Best Practice #2: Proactively Guide Users to Their Desired Actions
Among the airline chatbots we tested, most only provide information about a requested topic without helping users take action. This means that the majority of airline chatbots leave customers to their own devices, even when they understand the type of help travelers need. When chatbots do attempt to assist, the process is often unrefined or cumbersome.
For instance, when asked to help with booking a new flight:
- 67% of the airline chatbots we tested do not collect any data and simply inform users to visit the airline website or app, sometimes even without providing a relevant link.
- The remaining 33% have dedicated flows to choose flights in-chat or at least collect flight requirements.
- Only 10% of the airlines redirect users within the app instead of opening a browser to complete bookings.
In stark contrast, the Trip.com chatbot automatically pulls up the app’s flight booking flow when asked for business-class flight fares, ensuring a seamless user experience.
That’s how it’s supposed to be.
For a smooth user experience, travelers should be able to get the information they need and get directed to where they can take action, all within a single app environment without being redirected to a browser. This integrated approach ensures that users can complete their tasks efficiently and conveniently.
Best Practice #3: Offer More Than Just Text Communication
Support for multimodal input, which can be defined as the ability to interpret information beyond traditional text input, such as through voice or images, is a rapidly developing trend that can significantly enhance user experience.

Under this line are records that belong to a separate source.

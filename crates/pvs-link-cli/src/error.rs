//! Error types for PVS-Link CLI.
//!
//! CliError wraps ClientError from the shared library and adds CLI-specific variants.

use std::path::PathBuf;

use pvs_link_core::error::{ClientError, SchemaError};
use thiserror::Error;

/// Exit codes for the CLI
pub mod exit_codes {
    pub const SUCCESS: i32 = 0;
    pub const GENERAL_ERROR: i32 = 1;
    pub const NETWORK_ERROR: i32 = 2;
    pub const GATEWAY_ERROR: i32 = 3;
    pub const INVALID_ARGS: i32 = 4;
    pub const INVALID_DATA: i32 = 5;
}

/// Main error type for the CLI
#[derive(Error, Debug)]
pub enum CliError {
    #[error(transparent)]
    Client(#[from] ClientError),

    /// Arguments that parse but cannot form a request.
    #[error("{0}")]
    Usage(String),

    #[error("input file {}: {source}", .path.display())]
    InputFile {
        path: PathBuf,
        #[source]
        source: InputFileError,
    },

    #[error("IO error: {0}")]
    Io(#[from] std::io::Error),
}

/// Why an input file could not be used.
#[derive(Error, Debug)]
pub enum InputFileError {
    #[error("cannot read: {0}")]
    Read(#[from] std::io::Error),

    #[error(transparent)]
    Invalid(#[from] SchemaError),
}

impl CliError {
    /// Get the exit code for this error
    pub fn exit_code(&self) -> i32 {
        match self {
            CliError::Client(e) => match e {
                ClientError::Schema(_) => exit_codes::INVALID_DATA,
                ClientError::Transport(_) => exit_codes::NETWORK_ERROR,
                ClientError::Gateway(_) => exit_codes::GATEWAY_ERROR,
            },
            CliError::Usage(_) => exit_codes::INVALID_ARGS,
            CliError::InputFile { .. } => exit_codes::INVALID_DATA,
            CliError::Io(_) => exit_codes::GENERAL_ERROR,
        }
    }
}

impl From<SchemaError> for CliError {
    fn from(e: SchemaError) -> Self {
        CliError::Client(ClientError::Schema(e))
    }
}

/// Result type for CLI operations
pub type Result<T> = std::result::Result<T, CliError>;

#[cfg(test)]
mod tests {
    use super::*;

    #[test]
    fn test_exit_codes() {
        assert_eq!(CliError::Usage("x".into()).exit_code(), exit_codes::INVALID_ARGS);

        let schema = SchemaError {
            record: "PingOptions".to_string(),
            path: "address".to_string(),
            message: "missing field `address`".to_string(),
        };
        let file = CliError::InputFile {
            path: PathBuf::from("ping.json"),
            source: schema.clone().into(),
        };
        assert_eq!(file.exit_code(), exit_codes::INVALID_DATA);
        assert_eq!(
            file.to_string(),
            "input file ping.json: invalid PingOptions at `address`: missing field `address`"
        );
        assert_eq!(CliError::from(schema).exit_code(), exit_codes::INVALID_DATA);
    }
}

This is especially true in stressful situations like flight cancellations or when users are on the go.
However, out of the 21 airline chatbots we tested, only one offered an option besides text to communicate with the chatbot, and that was voice support.
In contrast, both Trip.com and Despegar include voice support as a standard feature.
One particularly innovative use of multimodality in the travel industry, although not yet integrated into a chatbot, is Kayak’s PriceCheck feature.
- This allows users to search for flights based on a screenshot of flight details from other apps or websites.
- The screenshot is analyzed for details like origin, destination, and date, and users are automatically brought to Kayak’s flight results page (aligning with Best Practice #2) without needing to input the information manually.
As technology advances, offering communication options beyond traditional text interfaces becomes increasingly feasible. It would be encouraging to see more airlines adopting such options, allowing travelers to communicate in their preferred manner.
The Path Forward for Airline Chatbots
The current state of airline chatbots is largely unexceptional.
So far, only a minority of airlines have launched GenAI-powered chatbots. Even these GenAI-based chatbots, while offering more comprehensive customer service options than traditional chatbots, still only achieve a 63% score in our benchmarking due to their limited re-booking functionalities (among others).
However, the existing GenAI airline chatbots showcase the immense potential of this technology.
Hence, we firmly believe in the potential for GenAI chatbots to provide superior customer service in the airline context. When properly integrated with back-end systems, GenAI’s ability to recognize user intent can enable unprecedented levels of passenger self-service at scale and in multiple languages.
These chatbots may even evolve to become AI travel agents, creating regular customer touchpoints, which is increasingly critical for fostering relationships between airlines and their customers as traditional loyalty programs lose their effectiveness. For example, Qatar Airways is already advancing in this direction with its Sama chatbot.
We urge airline managers to act now and leverage these insights to build the next generation of chatbots that meet and exceed passenger expectations, securing a competitive edge in an ever-evolving industry.